Reproduce the records exactly through the line with "use std::path::PathBuf;".

[Stored data]
>>
//! Local filesystem Storage implementation for host tooling and tests.
//!
//! `LocalFileStorage` implements `platform::Storage` using `std::fs`.
//! Card paths such as `/audiobooks/x.m4b` are resolved relative to the
//! `card_root` provided at construction, so a folder on the host can stand
//! in for the SD card.

use std::fs;
use std::io::{Read, Seek, SeekFrom, Write};
use std::path::PathBuf;

use crate::storage::{DirEntry, NameBuf, Storage};

/// Error type for local filesystem operations.
#[derive(Debug, thiserror::Error)]
#[error("local storage error: {0}")]
pub struct LocalStorageError(#[from] pub std::io::Error);

/// A `platform::Storage` implementation backed by `std::fs`.
///
/// # Example
/// ```no_run
/// # async fn example() {
/// use platform::storage_local::LocalFileStorage;
/// use platform::Storage;
/// let mut storage = LocalFileStorage::new("/media/sdcard");
/// let present = storage.exists("/audiobooks/.metacache").await.unwrap();
/// # }
/// ```
pub struct LocalFileStorage {
    root: PathBuf,
}

impl LocalFileStorage {
    /// Create a new storage rooted at `card_root`.
    #[must_use]
    pub fn new(card_root: &str) -> Self {
        Self {
            root: PathBuf::from(card_root),
        }
    }

    /// Create from the `MESHDECK_CARD` environment variable.
    ///
    /// Returns `None` if `MESHDECK_CARD` is not set or is not valid UTF-8.
    #[must_use]
    pub fn from_env() -> Option<Self> {
        std::env::var("MESHDECK_CARD").ok().map(|p| Self::new(&p))
    }

    fn resolve(&self, path: &str) -> PathBuf {
        self.root.join(path.trim_start_matches('/'))
    }
}

impl Storage for LocalFileStorage {
    type Error = LocalStorageError;

    async fn read_at(&mut self, path: &str, offset: u64, buf: &mut [u8]) -> Result<usize, Self::Error> {
        let mut file = fs::File::open(self.resolve(path))?;
        file.seek(SeekFrom::Start(offset))?;
        let mut total = 0;
        while let Some(rest) = buf.get_mut(total..) {
            if rest.is_empty() {
                break;
            }
            let n = file.read(rest)?;
            if n == 0 {
                break;
            }
            total += n;
        }
        Ok(total)
    }

    async fn write_file(&mut self, path: &str, data: &[u8]) -> Result<(), Self::Error> {
        fs::write(self.resolve(path), data)?;
        Ok(())
    }

    async fn append(&mut self, path: &str, data: &[u8]) -> Result<(), Self::Error> {
        let mut file = fs::OpenOptions::new()
            .create(true)
            .append(true)
            .open(self.resolve(path))?;
        file.write_all(data)?;
        Ok(())
    }

    async fn remove(&mut self, path: &str) -> Result<(), Self::Error> {
        fs::remove_file(self.resolve(path))?;
        Ok(())
    }

    async fn rename(&mut self, from: &str, to: &str) -> Result<(), Self::Error> {
        fs::rename(self.resolve(from), self.resolve(to))?;
        Ok(())
    }

    async fn exists(&mut self, path: &str) -> Result<bool, Self::Error> {
        Ok(self.resolve(path).exists())
    }

    async fn file_size(&mut self, path: &str) -> Result<Option<u64>, Self::Error> {
        match fs::metadata(self.resolve(path)) {
            Ok(meta) if meta.is_file() => Ok(Some(meta.len())),
            Ok(_) => Ok(None),
            Err(e) if e.kind() == std::io::ErrorKind::NotFound => Ok(None),
            Err(e) => Err(e.into()),
        }
    }

    async fn create_dir(&mut self, path: &str) -> Result<(), Self::Error> {
        fs::create_dir_all(self.resolve(path))?;
        Ok(())
    }

    async fn list_dir<F>(&mut self, path: &str, mut visit: F) -> Result<(), Self::Error>
    where
        F: FnMut(&DirEntry),
    {
        let mut entries: Vec<_> = fs::read_dir(self.resolve(path))?.collect::<Result<_, _>>()?;
        // FAT directory order is creation order; sort for reproducible listings.
        entries.sort_by_key(std::fs::DirEntry::file_name);
        for entry in entries {
            let meta = entry.metadata()?;
            let Some(name) = entry.file_name().to_str().and_then(|n| NameBuf::try_from(n).ok()) else {
                continue;
            };
            visit(&DirEntry {
                name,
                size: if meta.is_dir() { 0 } else { meta.len() },
                is_dir: meta.is_dir(),
            });
        }
        Ok(())
    }
}

#[cfg(test)]
#[allow(clippy::unwrap_used, clippy::expect_used, clippy::panic)]
mod tests {
    use super::*;
    use crate::storage::Storage;
    use std::fs;
    use tempfile::TempDir;

    fn storage(tmp: &TempDir) -> LocalFileStorage {
        LocalFileStorage::new(tmp.path().to_str().unwrap())
    }

    #[tokio::test]
    async fn local_storage_read_full_file() {
        let tmp = TempDir::new().unwrap();
        fs::write(tmp.path().join("test.bin"), b"hello world").unwrap();
        let mut buf = [0u8; 32];
        let n = storage(&tmp).read_at("/test.bin", 0, &mut buf).await.unwrap();
        assert_eq!(&buf[..n], b"hello world");
    }

    #[tokio::test]
    async fn local_storage_read_at_offset() {
        let tmp = TempDir::new().unwrap();
        fs::write(tmp.path().join("seek.bin"), b"ABCDEFGH").unwrap();
        let mut buf = [0u8; 4];
        let n = storage(&tmp).read_at("seek.bin", 4, &mut buf).await.unwrap();
        assert_eq!(n, 4);
        assert_eq!(&buf, b"EFGH");
    }

    #[tokio::test]
    async fn local_storage_size_matches() {
        let tmp = TempDir::new().unwrap();
        fs::write(tmp.path().join("size.bin"), [0u8; 64]).unwrap();
        let mut s = storage(&tmp);
        assert_eq!(s.file_size("/size.bin").await.unwrap(), Some(64));
        assert_eq!(s.file_size("/missing.bin").await.unwrap(), None);
    }

    #[tokio::test]
    async fn local_storage_write_append_rename_remove() {
        let tmp = TempDir::new().unwrap();
        let mut s = storage(&tmp);
        s.create_dir("/notes").await.unwrap();
        s.write_file("/notes/a.txt", b"one").await.unwrap();
        s.append("/notes/a.txt", b" two").await.unwrap();
        s.rename("/notes/a.txt", "/notes/b.txt").await.unwrap();
        assert!(!s.exists("/notes/a.txt").await.unwrap());
        assert_eq!(fs::read(tmp.path().join("notes/b.txt")).unwrap(), b"one two");
        s.remove("/notes/b.txt").await.unwrap();
        assert!(!s.exists("/notes/b.txt").await.unwrap());
    }

    #[tokio::test]
    async fn local_storage_list_dir_reports_dirs_and_sizes() {
        let tmp = TempDir::new().unwrap();
        fs::create_dir(tmp.path().join("Dune")).unwrap();
        fs::write(tmp.path().join("b.mp3"), [0u8; 10]).unwrap();
        let mut seen = Vec::new();
        storage(&tmp)
            .list_dir("/", |e| seen.push((e.name.to_string(), e.size, e.is_dir)))
            .await
            .unwrap();
        assert_eq!(seen, vec![("Dune".into(), 0, true), ("b.mp3".into(), 10, false)]);
    }
}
<<
- **Answer area**:
//! Local filesystem Storage implementation for host tooling and tests.
//!
//! `LocalFileStorage` implements `platform::Storage` using `std::fs`.
//! Card paths such as `/audiobooks/x.m4b` are resolved relative to the
//! `card_root` provided at construction, so a folder on the host can stand
//! in for the SD card.

use std::fs;
use std::io::{Read, Seek, SeekFrom, Write};
use std::path::PathBuf;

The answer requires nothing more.